First of all, a bit of background about me as blogging isn’t usually my forte. My name is Carly and I’m the Food Aid Assistant at Micah Liverpool. I have been in this post since June last year, coming from a very varied background with lots of transferable skills (I hope). I coordinate all things related to food aid activity including running our two foodbank pantry sessions each week at St Vincent de Paul and St Bride’s. The number of community markets we operate have increased from three to five whilst I’ve been at Micah Liverpool and I run three of these each week.

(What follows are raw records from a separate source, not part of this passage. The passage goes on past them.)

//! # depot-core: Pure Business Logic for Depot
//!
//! This crate is the **heart** of the Depot stock subsystem. It contains all
//! business rules as pure functions with zero I/O dependencies.
//!
//! ## Architecture Position
//! ```text
//! ┌─────────────────────────────────────────────────────────────────────────┐
//! │                         Depot Architecture                              │
//! │                                                                         │
//! │  ┌─────────────────────────────────────────────────────────────────┐   │
//! │  │                  Callers (UI / scheduler / API)                 │   │
//! │  │     create_product, sell, adjust_quantity, digest sweep         │   │
//! │  └─────────────────────────────┬───────────────────────────────────┘   │
//! │                                │                                        │
//! │  ┌─────────────────────────────▼───────────────────────────────────┐   │
//! │  │               ★ depot-core (THIS CRATE) ★                       │   │
//! │  │                                                                 │   │
//! │  │   ┌───────────┐  ┌───────────┐  ┌───────────┐  ┌───────────┐  │   │
//! │  │   │   types   │  │   auth    │  │   alert   │  │ promptpay │  │   │
//! │  │   │  Product  │  │   Role    │  │ Severity  │  │ TLV + CRC │  │   │
//! │  │   │  Txn/Notif│  │ Principal │  │ templates │  │  payload  │  │   │
//! │  │   └───────────┘  └───────────┘  └───────────┘  └───────────┘  │   │
//! │  │                                                                 │   │
//! │  │   NO I/O • NO DATABASE • NO NETWORK • PURE FUNCTIONS           │   │
//! │  └─────────────────────────────────────────────────────────────────┘   │
//! │                                │                                        │
//! │  ┌─────────────────────────────▼───────────────────────────────────┐   │
//! │  │                   depot-db (Storage Layer)                      │   │
//! │  │        SQLite, stock ledger, alert engine, notif store          │   │
//! │  └─────────────────────────────────────────────────────────────────┘   │
//! └─────────────────────────────────────────────────────────────────────────┘
//! ```
//!
//! ## Modules
//!
//! - [`types`] - Domain types (Product, Transaction, Notification, etc.)
//! - [`money`] - Money type with integer arithmetic (no floating point!)
//! - [`error`] - Domain error types
//! - [`validation`] - Business rule validation
//! - [`auth`] - Role/permission authorization model
//! - [`alert`] - Low-stock severity classification
//! - [`promptpay`] - Merchant-presented PromptPay QR payload builder
//!
//! ## Design Principles
//!
//! 1. **Pure Functions**: Every function is deterministic - same input = same output
//! 2. **No I/O**: Database, network, file system access is FORBIDDEN here
//! 3. **Integer Money**: All monetary values are minor units (i64) to avoid float errors
//! 4. **Fail Closed**: Authorization resolves every lookup failure to denial

// =============================================================================
// Module Declarations
// =============================================================================

pub mod alert;
pub mod auth;
pub mod error;
pub mod money;
pub mod promptpay;
pub mod types;
pub mod validation;

// =============================================================================
// Re-exports for Convenience
// =============================================================================
// These allow users to do `use depot_core::Money` instead of
// `use depot_core::money::Money`

pub use alert::Severity;
pub use auth::{Principal, Role};
pub use error::{CoreError, CoreResult, ValidationError};
pub use money::Money;
pub use types::*;

// =============================================================================
// Crate-Level Constants
// =============================================================================

/// Maximum quantity accepted for a single sale or adjustment.
///
/// ## Business Reason
/// Rejects absurd over-entry (a scanner stuck in a loop, a pasted id in
/// the quantity field) while staying far above any realistic single
/// mutation. Can be made configurable per deployment in future versions.
pub const MAX_MUTATION_QUANTITY: i64 = 1_000_000;

/// Rolling lookback window (in hours) for low-stock alert deduplication.
///
/// The digest sweep sends at most one notification per product per user
/// within this window. The immediate per-sale path intentionally skips it.
pub const ALERT_DEDUP_WINDOW_HOURS: i64 = 24;
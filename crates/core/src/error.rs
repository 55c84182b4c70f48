//! Error types for the citycode domain.
//!
//! Uses `thiserror` for ergonomic error definitions.
//! Each bounded context has its own error variant.

use thiserror::Error;

/// The top-level error type for all citycode operations.
#[derive(Debug, Error)]
pub enum Error {
    // --- Provider errors ---
    #[error("Provider error: {0}")]
    Provider(#[from] ProviderError),

    // --- Memory errors ---
    #[error("Memory error: {0}")]
    Memory(#[from] MemoryError),

    // --- Tool errors ---
    #[error("Tool error: {0}")]
    Tool(#[from] ToolError),

    // --- Prompt assembly ---
    #[error("Prompt error: {0}")]
    Prompt(#[from] PromptError),

    // --- Trace sink ---
    #[error("Trace error: {0}")]
    Trace(#[from] TraceError),

    // --- Configuration errors ---
    #[error("Configuration error: {message}")]
    Config { message: String },

    // --- Serialization ---
    #[error("Serialization error: {0}")]
    Serialization(#[from] serde_json::Error),

    // --- Generic ---
    #[error("Internal error: {0}")]
    Internal(String),
}

impl Error {
    /// Short machine-readable name of the variant, used in failure trace events.
    pub fn kind(&self) -> &'static str {
        match self {
            Error::Provider(_) => "ProviderError",
            Error::Memory(_) => "MemoryError",
            Error::Tool(_) => "ToolError",
            Error::Prompt(_) => "PromptError",
            Error::Trace(_) => "TraceError",
            Error::Config { .. } => "ConfigError",
            Error::Serialization(_) => "SerializationError",
            Error::Internal(_) => "InternalError",
        }
    }
}

/// Result type alias using our Error.
pub type Result<T> = std::result::Result<T, Error>;

// --- Bounded context errors ---

#[derive(Debug, Clone, Error)]
pub enum ProviderError {
    #[error("API request failed: {message} (status: {status_code})")]
    ApiError {
        status_code: u16,
        message: String,
    },

    #[error("Rate limited by provider, retry after {retry_after_secs}s")]
    RateLimited { retry_after_secs: u64 },

    #[error("Authentication failed: {0}")]
    AuthenticationFailed(String),

    #[error("Model not found: {0}")]
    ModelNotFound(String),

    #[error("Provider not configured: {0}")]
    NotConfigured(String),

    #[error("Request timed out: {0}")]
    Timeout(String),

    #[error("Network error: {0}")]
    Network(String),

    #[error("Malformed provider response: {0}")]
    InvalidResponse(String),
}

impl ProviderError {
    /// Whether retrying the same request might succeed.
    pub fn is_transient(&self) -> bool {
        matches!(
            self,
            ProviderError::RateLimited { .. } | ProviderError::Timeout(_) | ProviderError::Network(_)
        ) || matches!(self, ProviderError::ApiError { status_code, .. } if *status_code >= 500)
    }
}

#[derive(Debug, Error)]
pub enum MemoryError {
    #[error("Storage error: {0}")]
    Storage(String),

    #[error("Query failed: {0}")]
    QueryFailed(String),

    #[error("Migration failed: {0}")]
    MigrationFailed(String),
}

#[derive(Debug, Error)]
pub enum ToolError {
    #[error("Unknown tool: {0}")]
    NotFound(String),

    #[error("Tool execution failed: {tool_name}: {reason}")]
    ExecutionFailed { tool_name: String, reason: String },

    #[error("Tool timed out: {tool_name} after {timeout_secs}s")]
    Timeout { tool_name: String, timeout_secs: u64 },

    #[error("Invalid tool arguments: {0}")]
    InvalidArguments(String),
}

/// Violations of the tool-call / tool-result pairing when assembling a prompt.
#[derive(Debug, Error)]
pub enum PromptError {
    #[error("tool result {tool_call_id} has no matching prior tool call")]
    OrphanToolResult { tool_call_id: String },

    #[error("tool message {message_id} is missing its tool_call_id")]
    MissingToolCallId { message_id: String },

    #[error("tool call {tool_call_id} has no tool result")]
    UnansweredToolCall { tool_call_id: String },
}

#[derive(Debug, Error)]
pub enum TraceError {
    #[error("Trace sink I/O failed: {0}")]
    Io(#[from] std::io::Error),

    #[error("Trace event could not be encoded: {0}")]
    Encode(#[from] serde_json::Error),
}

I must admit that during my first week I did wonder what I had let myself in for! I seemed to constantly be surrounded by crates of food and I felt like I didn’t have a clue what I was doing. However, with the help of staff and army of volunteers I soon settled in. Our volunteers really are the beating heart of how we operate, it sounds cheesy but it’s true. From the moment I arrived at both foodbanks I felt their kindness and how they wanted me to succeed. There is nobody that I can’t ask for help or advice, everyone is willing. It’s a truly wonderful team. I wish that we didn’t need foodbanks and we continue to strive for social justice but in the meantime we are doing our very best.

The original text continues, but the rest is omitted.